I was reminded of the Depressed Metabolism posting about the “hostile wife phenomenon” in cryonics:  It occurs to me that when a male spouse is interested in cryonics, but his wife is not, that he can go ahead and make the arrangements. A financially dependent woman (as this woman is), less often has that option. I have also often seen cases of women interested in cryonics, but who dropped the interest when it became clear that their spouse would not join them in cryostasis. They would rather not live if they cannot be with their husbands. It reminds me of studies of working couples that show that a wife is much more likely to quit her job to follow her husband in a career change that involves moving — whereas the opposite happens much less frequently.

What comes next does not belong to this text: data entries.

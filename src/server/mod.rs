//! HTTP server.
//!
//! - [`api`]: routes, request/response types and the error envelope
//! - [`streaming`]: SSE streaming for token-by-token chat completions

pub mod api;
pub mod streaming;

use std::future::Future;

use tokio::net::TcpListener;
use tracing::info;

pub use api::{build_router, AppState};

/// Serve the API on `listener` until `shutdown` resolves.
pub async fn serve(
    listener: TcpListener,
    state: AppState,
    shutdown: impl Future<Output = ()> + Send + 'static,
) -> std::io::Result<()> {
    let app = build_router(state);
    if let Ok(addr) = listener.local_addr() {
        info!(%addr, "Listening");
    }
    axum::serve(listener, app)
        .with_graceful_shutdown(shutdown)
        .await
}
//! Accelerator memory pool and host ↔ device transfers.
//!
//! Device memory is modelled as a byte budget. Space is claimed up front
//! with [`DevicePool::try_reserve`]; an upload then moves the reservation
//! into a [`DeviceBuffers`], and dropping the buffers returns the space to
//! the pool. Queries hold an `Arc<DeviceBuffers>`, so memory stays allocated
//! until the last lease is gone even if the entry has already been demoted.
//! Every release wakes waiters on [`DevicePool::released`].

use std::sync::atomic::{AtomicBool, AtomicU64, Ordering};
use std::sync::Arc;

use bytes::Bytes;
use parking_lot::Mutex;
use thiserror::Error;
use tokio::sync::futures::Notified;
use tokio::sync::Notify;
use tracing::debug;

use crate::engine::kv::KvTensors;

#[derive(Error, Debug)]
pub enum DeviceError {
    #[error("Out of device memory: need {needed} bytes, {available} available")]
    OutOfMemory { needed: usize, available: usize },

    #[error("Transfer failed: {0}")]
    TransferFailed(String),
}

/// Host-resident KV payload (the warm tier representation).
#[derive(Debug, Clone)]
pub struct HostBuffers {
    kv: KvTensors,
}

impl HostBuffers {
    pub fn new(kv: KvTensors) -> Self {
        Self { kv }
    }

    pub fn kv(&self) -> &KvTensors {
        &self.kv
    }

    pub fn byte_len(&self) -> usize {
        self.kv.byte_len()
    }
}

/// Claimed device memory. Returned to the pool on drop unless it has been
/// moved into [`DeviceBuffers`] by an upload.
#[derive(Debug)]
pub struct DeviceReservation {
    bytes: usize,
    pool: Arc<PoolInner>,
}

impl DeviceReservation {
    pub fn bytes(&self) -> usize {
        self.bytes
    }
}

impl Drop for DeviceReservation {
    fn drop(&mut self) {
        {
            let mut used = self.pool.used.lock();
            *used = used.saturating_sub(self.bytes);
        }
        debug!(bytes = self.bytes, "Freed device memory");
        self.pool.released.notify_waiters();
    }
}

/// Device-resident KV payload (the hot tier representation).
#[derive(Debug)]
pub struct DeviceBuffers {
    kv: KvTensors,
    allocation: DeviceReservation,
}

impl DeviceBuffers {
    pub fn kv(&self) -> &KvTensors {
        &self.kv
    }

    pub fn byte_len(&self) -> usize {
        self.allocation.bytes
    }
}

/// Wakes [`DevicePool::released`] waiters when dropped. Held by query leases
/// so that giving up a lease lets a waiting admission retry its victims.
#[derive(Debug)]
pub struct ReleaseNotice {
    pool: Arc<PoolInner>,
}

impl Drop for ReleaseNotice {
    fn drop(&mut self) {
        self.pool.released.notify_waiters();
    }
}

/// Transfer counters.
#[derive(Debug, Default)]
pub struct TransferStats {
    pub d2h_bytes: AtomicU64,
    pub h2d_bytes: AtomicU64,
    pub d2h_transfers: AtomicU64,
    pub h2d_transfers: AtomicU64,
}

#[derive(Debug)]
struct PoolInner {
    capacity: usize,
    used: Mutex<usize>,
    released: Notify,
    stats: TransferStats,
    fail_uploads: AtomicBool,
}

/// Accelerator memory pool.
#[derive(Debug, Clone)]
pub struct DevicePool {
    inner: Arc<PoolInner>,
}

impl DevicePool {
    pub fn new(capacity: usize) -> Self {
        Self {
            inner: Arc::new(PoolInner {
                capacity,
                used: Mutex::new(0),
                released: Notify::new(),
                stats: TransferStats::default(),
                fail_uploads: AtomicBool::new(false),
            }),
        }
    }

    /// Claim `bytes` of device memory if available.
    pub fn try_reserve(&self, bytes: usize) -> Option<DeviceReservation> {
        let mut used = self.inner.used.lock();
        if bytes > self.inner.capacity.saturating_sub(*used) {
            return None;
        }
        *used += bytes;
        Some(DeviceReservation {
            bytes,
            pool: self.inner.clone(),
        })
    }

    /// Copy a host payload onto the device (Host-to-Device) into memory
    /// claimed beforehand.
    pub async fn upload(
        &self,
        host: &HostBuffers,
        allocation: DeviceReservation,
    ) -> Result<DeviceBuffers, DeviceError> {
        if self.inner.fail_uploads.load(Ordering::SeqCst) {
            return Err(DeviceError::TransferFailed("injected upload failure".into()));
        }

        let needed = host.byte_len();
        if needed > allocation.bytes {
            return Err(DeviceError::OutOfMemory {
                needed,
                available: allocation.bytes,
            });
        }
        let kv = KvTensors::new(host.kv.shape(), Bytes::copy_from_slice(host.kv.data()))
            .map_err(|e| DeviceError::TransferFailed(e.to_string()))?;

        debug!(size = needed, "H2D transfer");
        let stats = &self.inner.stats;
        stats.h2d_bytes.fetch_add(needed as u64, Ordering::Relaxed);
        stats.h2d_transfers.fetch_add(1, Ordering::Relaxed);
        Ok(DeviceBuffers { kv, allocation })
    }

    /// Copy device buffers back into host memory (Device-to-Host).
    pub async fn download(&self, device: &DeviceBuffers) -> Result<HostBuffers, DeviceError> {
        let kv = KvTensors::new(device.kv.shape(), Bytes::copy_from_slice(device.kv.data()))
            .map_err(|e| DeviceError::TransferFailed(e.to_string()))?;

        debug!(size = kv.byte_len(), "D2H transfer");
        let stats = &self.inner.stats;
        stats
            .d2h_bytes
            .fetch_add(kv.byte_len() as u64, Ordering::Relaxed);
        stats.d2h_transfers.fetch_add(1, Ordering::Relaxed);
        Ok(HostBuffers::new(kv))
    }

    pub fn capacity(&self) -> usize {
        self.inner.capacity
    }

    pub fn used(&self) -> usize {
        *self.inner.used.lock()
    }

    pub fn available(&self) -> usize {
        self.inner.capacity.saturating_sub(self.used())
    }

    pub fn stats(&self) -> &TransferStats {
        &self.inner.stats
    }

    /// Make every subsequent upload fail.
    pub fn set_fail_uploads(&self, fail: bool) {
        self.inner.fail_uploads.store(fail, Ordering::SeqCst);
    }

    /// Resolves on the next release of device memory or of a query lease.
    /// Call [`Notified::enable`] before re-checking to avoid missing one.
    pub fn released(&self) -> Notified<'_> {
        self.inner.released.notified()
    }

    /// A guard that signals [`released`](Self::released) when dropped.
    pub fn release_notice(&self) -> ReleaseNotice {
        ReleaseNotice {
            pool: self.inner.clone(),
        }
    }
}

#[cfg(test)]
mod tests {
    use super::*;
    use crate::engine::kv::KvShape;

    fn host(seq_len: usize) -> HostBuffers {
        let shape = KvShape {
            n_layers: 1,
            n_kv_heads: 1,
            head_dim: 4,
            seq_len,
        };
        let data: Vec<u8> = (0..shape.byte_len()).map(|i| i as u8).collect();
        HostBuffers::new(KvTensors::new(shape, Bytes::from(data)).unwrap())
    }

    async fn upload(pool: &DevicePool, h: &HostBuffers) -> DeviceBuffers {
        let allocation = pool.try_reserve(h.byte_len()).unwrap();
        pool.upload(h, allocation).await.unwrap()
    }

    #[tokio::test]
    async fn test_upload_download_roundtrip() {
        let pool = DevicePool::new(1024);
        let h = host(4); // 64 bytes
        let dev = upload(&pool, &h).await;
        assert_eq!(pool.used(), 64);

        let back = pool.download(&dev).await.unwrap();
        assert_eq!(back.kv().data(), h.kv().data());
        assert_eq!(pool.stats().h2d_transfers.load(Ordering::Relaxed), 1);
        assert_eq!(pool.stats().d2h_bytes.load(Ordering::Relaxed), 64);

        drop(dev);
        assert_eq!(pool.used(), 0);
    }

    #[tokio::test]
    async fn test_reservation_respects_capacity() {
        let pool = DevicePool::new(100);
        let _first = upload(&pool, &host(4)).await;
        assert!(pool.try_reserve(64).is_none());

        let small = pool.try_reserve(36).unwrap();
        let err = pool.upload(&host(4), small).await.unwrap_err();
        assert!(matches!(err, DeviceError::OutOfMemory { needed: 64, available: 36 }));
        // The failed upload returned its reservation.
        assert_eq!(pool.used(), 64);
    }

    #[tokio::test]
    async fn test_lease_keeps_memory_allocated() {
        let pool = DevicePool::new(1024);
        let dev = Arc::new(upload(&pool, &host(2)).await);
        let lease = dev.clone();
        drop(dev);
        assert_eq!(pool.used(), 32);
        drop(lease);
        assert_eq!(pool.used(), 0);
    }

    #[tokio::test]
    async fn test_release_wakes_waiters() {
        let pool = DevicePool::new(1024);
        let dev = upload(&pool, &host(2)).await;

        let released = pool.released();
        tokio::pin!(released);
        released.as_mut().enable();
        drop(dev);
        tokio::time::timeout(std::time::Duration::from_secs(1), released)
            .await
            .unwrap();

        let notice = pool.release_notice();
        let released = pool.released();
        tokio::pin!(released);
        released.as_mut().enable();
        drop(notice);
        tokio::time::timeout(std::time::Duration::from_secs(1), released)
            .await
            .unwrap();
    }
}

I won’t say much about the SENS conference itself, but I had lots of meetings and discussions that taught me a lot about biogerontology issues. I was particularly interested in discussing my recent article “Nuclear DNA Damage as a Direct Cause of Aging” which had been published in Rejuvenation Research, because it is a direct challenge to one of the tenets of SENS (that nuclear DNA damage only matters for cancer).

Not only was I able to have two private sessions in which I discussed the matter with Aubrey de Grey, but I was able to eat breakfast several times with Vera Gorbunova and her husband Andrei Seluanov, two DNA repair experts who were attending the conference. Vera and Andrei have written the only other review (other than my own) supporting the thesis that nuclear DNA repair capability declines with age.

I had cited that review in my own review. Vera had sat across from me at my first breakfast by chance. She had read my review and told me that she agreed with it. Most of the times that I went for a meal I was very pleased by at least one person randomly sitting near me, and had an interesting and productive discussion with them on a matter of interest. I discussed my cryonics alarm system problems with a woman who is getting a PhD in biomedical engineering.

I was very surprised and pleased to meet Kristen Fortney at the conference. Kristen is a University of Toronto student who attended some of our cryonics meetings in Toronto. She was a physics student and was planning to do graduate work in quantum physics. At the conference she told me she had changed to a PhD program focused on computational work with the human genome, focused on anti-aging strategies. She wrote a blog of the conference as it progressed on the Ouroboros academic blog for aging research.

Jehovah’s witnesses and cryonics

When I was in New Zealand in 1999, CI Member Cam Christie told me that one of his co-workers was against cryonics because she was a Jehovah’s  Witness and her church had a position against cryonics. I recently found an article about cryonics on the Jehovah’s Witnesses website:

The piece contains the statement:

“…the use of nanotechnology and cryonics is still more  science fiction than reality. Science has contributed to,  and may still contribute to, a longer and healthier life  for some, but it will never give anybody eternal life.  Why not? Simply put, it is because the root cause of aging  and death lies beyond the realm of human science.”

To my knowledge, this is the strongest statement, and possibly the only statement, from an organized religion against cryonics. As far as I know cryonics has been “off the radar screen” and has not merited comment by any other organized religion.

The so-called conflict between religion and cryonics disappears when cryonicists stop claiming that cryonics can give immortality or eternal life. In the quote above, the Jehovah’s Witnesses acknowledge that science can contribute to “a longer and healthier life.” The more that cryonicists can convincingly stress that this is  the goal of cryonics, the fewer enemies we may face who have the power of frustrating our goals. Aside from the fact that many cryonicists, including me, do not believe that cryonics can give immortality or eternal life.  Cryonics cannot prevent a nuclear holocaust, a supernova, a meteor destroying the earth, and many other events which are inevitable in the face of eternity.